RI: Well, I sort of remember that my father and mother never discussed things in front of us. They probably talked to themselves, but it was not a family discussion. But apparently my father wanted us to become Americanized because when my sister was a teenager -- I think she must've been in high school -- he told her, or sent her out to be a housegirl in a Caucasian family on Broadway. And so she was a schoolgirl who worked, well, I don't know, babysitting or something, and he told her to learn the ways of an American family, like how to set, set a table, where to put the fork and spoon and how, how they did things at home which could have been different from our home. But I remember my sister coming home and saying, "Well, this is the way you're supposed to do. That's how the Iversons did it." But, I think his intent was to have her learn some American ways in somebody else's home.

DG: So they didn't prepare you in any way to go back to Japan?

RI: No, no. They didn't. Except that when my sister was sixteen, my father's father, so my grandfather, became ill and my father, being the elder son, was supposed to go back and take care of him. So instead he sent my sister, and she was sixteen. She was supposed to go there to the, actually, very rural area, and take care of him. And she was there for almost two years. But she, I don't think she really liked it. But then, she, I don't know why she came back. Well, probably the grandfather died and so she came back. So when she came back to Seattle, she and I were in the same year in high school because I kept up and she got slowed down. So then, when she graduated high school, by going to summer school, she finished her high school in three and a half years and I stayed an extra half a year, and we called it like post-graduate, or post- something, we called it. And, because I was supposed to graduate in February, but then by staying another half a year I graduated in June of the following year. But in those days, school entrance was two times a year, in September and February. And since I was born in November, my entrance was in February, so in school I was half year behind the people who went in September. So that way, when my sister went to college, she was one year ahead of me. She went to college first, and then one year later, I went. And that way we weren't in the same class because that would have been sort of, not shameful, but, she wouldn't like it. So, that's how we did that.

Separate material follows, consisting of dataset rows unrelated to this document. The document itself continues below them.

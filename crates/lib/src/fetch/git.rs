//! Git checkouts: clone, load, tags, revisions.

use std::path::{Path, PathBuf};

use thiserror::Error;
use tracing::{debug, info};

use crate::interrupt::Interrupt;

#[derive(Debug, Error)]
pub enum GitError {
  /// Failed to clone a git repository.
  #[error("failed to clone repository '{url}': {source}")]
  Clone {
    url: String,
    #[source]
    source: Box<dyn std::error::Error + Send + Sync>,
  },

  /// Clone succeeded but the working tree could not be checked out.
  #[error("failed to check out '{url}': {source}")]
  Checkout {
    url: String,
    #[source]
    source: Box<dyn std::error::Error + Send + Sync>,
  },

  /// Failed to open an existing git repository.
  #[error("failed to open repository at '{path}': {source}")]
  Open {
    path: PathBuf,
    #[source]
    source: Box<gix::open::Error>,
  },

  #[error("failed to list tags in '{path}': {message}")]
  Tags { path: PathBuf, message: String },

  /// Failed to find the specified revision.
  #[error("revision '{rev}' not found in repository")]
  RevisionNotFound { rev: String },

  #[error("failed to resolve HEAD: {0}")]
  ResolveHead(String),

  #[error("failed to walk history: {0}")]
  Walk(String),

  #[error("failed to create '{0}': {1}")]
  CreateDir(PathBuf, #[source] std::io::Error),

  #[error("clone of '{url}' was interrupted")]
  Interrupted { url: String },
}

impl GitError {
  /// Clone failures happen while talking to the remote.
  pub fn is_network(&self) -> bool {
    matches!(self, Self::Clone { .. })
  }
}

/// A checkout on disk. Cheap to clone; every query reopens the repository.
#[derive(Debug, Clone, PartialEq, Eq)]
pub struct RepoHandle {
  path: PathBuf,
}

impl RepoHandle {
  /// Clones `url` into `dest` and checks out the default branch.
  pub fn clone_from(url: &str, dest: &Path, interrupt: &Interrupt) -> Result<Self, GitError> {
    info!(url, dest = %dest.display(), "cloning repository");
    if let Some(parent) = dest.parent() {
      std::fs::create_dir_all(parent).map_err(|e| GitError::CreateDir(parent.to_path_buf(), e))?;
    }

    let interrupted = || GitError::Interrupted { url: url.to_string() };
    let mut prepared = gix::prepare_clone(url, dest).map_err(|e| GitError::Clone {
      url: url.to_string(),
      source: Box::new(e),
    })?;

    let (mut checkout, _outcome) = prepared
      .fetch_then_checkout(gix::progress::Discard, interrupt.flag())
      .map_err(|e| {
        if interrupt.is_tripped() {
          return interrupted();
        }
        GitError::Clone {
          url: url.to_string(),
          source: Box::new(e),
        }
      })?;

    checkout
      .main_worktree(gix::progress::Discard, interrupt.flag())
      .map_err(|e| {
        if interrupt.is_tripped() {
          return interrupted();
        }
        GitError::Checkout {
          url: url.to_string(),
          source: Box::new(e),
        }
      })?;

    debug!(url, "clone complete");
    Ok(Self {
      path: dest.to_path_buf(),
    })
  }

  /// Opens an existing checkout.
  pub fn open(path: &Path) -> Result<Self, GitError> {
    gix::open(path).map_err(|e| GitError::Open {
      path: path.to_path_buf(),
      source: Box::new(e),
    })?;
    Ok(Self {
      path: path.to_path_buf(),
    })
  }

  pub fn path(&self) -> &Path {
    &self.path
  }

  fn repo(&self) -> Result<gix::Repository, GitError> {
    gix::open(&self.path).map_err(|e| GitError::Open {
      path: self.path.clone(),
      source: Box::new(e),
    })
  }

  /// Tag names, sorted lexicographically. Empty when the repository has none.
  pub fn tags(&self) -> Result<Vec<String>, GitError> {
    let repo = self.repo()?;
    let tags_err = |message: String| GitError::Tags {
      path: self.path.clone(),
      message,
    };

    let references = repo.references().map_err(|e| tags_err(e.to_string()))?;
    let mut names = Vec::new();
    for reference in references.tags().map_err(|e| tags_err(e.to_string()))? {
      let reference = reference.map_err(|e| tags_err(e.to_string()))?;
      names.push(reference.name().shorten().to_string());
    }
    names.sort();
    Ok(names)
  }

  /// Commit id a tag points at. Annotated tags are peeled to their commit.
  pub fn revision(&self, tag: &str) -> Result<String, GitError> {
    let repo = self.repo()?;
    let spec = format!("refs/tags/{tag}");
    resolve_commit(&repo, &spec).map_err(|_| GitError::RevisionNotFound { rev: tag.to_string() })
  }

  /// Number of commits reachable from `HEAD` but not from `rev`.
  pub fn commits_since(&self, rev: &str) -> Result<usize, GitError> {
    let repo = self.repo()?;
    let target = resolve_commit_id(&repo, rev)?;

    let mut head = repo.head().map_err(|e| GitError::ResolveHead(e.to_string()))?;
    let head_commit = head
      .peel_to_commit()
      .map_err(|e| GitError::ResolveHead(e.to_string()))?;

    let walk = repo
      .rev_walk([head_commit.id])
      .with_hidden([target])
      .all()
      .map_err(|e| GitError::Walk(e.to_string()))?;

    let mut count = 0;
    for info in walk {
      info.map_err(|e| GitError::Walk(e.to_string()))?;
      count += 1;
    }
    Ok(count)
  }
}

fn resolve_commit(repo: &gix::Repository, rev: &str) -> Result<String, GitError> {
  resolve_commit_id(repo, rev).map(|id| id.to_string())
}

fn resolve_commit_id(repo: &gix::Repository, rev: &str) -> Result<gix::ObjectId, GitError> {
  let not_found = |detail: String| GitError::RevisionNotFound { rev: detail };

  let spec = repo.rev_parse(rev).map_err(|_| not_found(rev.to_string()))?;
  let object_id = spec
    .single()
    .ok_or_else(|| not_found(format!("{rev} (ambiguous)")))?;
  let commit = object_id
    .object()
    .map_err(|e| not_found(format!("{rev}: {e}")))?
    .peel_to_commit()
    .map_err(|e| not_found(format!("{rev}: {e}")))?;

  Ok(commit.id)
}

/// Directory name for a clone of `url`: the last path segment without `.git`.
pub fn repo_dir_name(url: &str) -> String {
  let trimmed = url.trim_end_matches('/');
  let last = trimmed.rsplit(['/', ':']).next().unwrap_or(trimmed);
  let name = last.strip_suffix(".git").unwrap_or(last);
  if name.is_empty() || name == "." || name == ".." {
    return "repo".to_string();
  }
  name.to_string()
}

AI: Did she say much about her time in Japan? You know, after she came back, did she tell you very much about what it was like for her living there in Japan?

RI: No, I don't remember her telling us a lot about Japan, but that, everything was very rural and nothing like what we had in America because, apparently our home, compared to our Japanese home, had lots of amenities and, like maybe even a washing machine, and being done in Japan, maybe by the river or in the water or something like that, and cooking facilities were different. So we call it inaka, which is very rural. But that, that's the kind of thing she said. Then fortunately, she, I think after the grandfather died, she was able to go to Tokyo where the elder brother, my father's younger brother, the younger brother was in Tokyo. And he was like a college professor or something like that. And his family was in Tokyo, so she spent about a half a year in Tokyo with that family and I think that was very nice because she was, I think she attended school there, too, probably a Japanese school.

DG: Was she treated like an outsider, being American?

RI: I don't know. I never, I'm sure that they were very curious about her, but then, she probably enjoyed it. And there was a little cousin who was much younger, so, I think she was sort of helping to take care of her.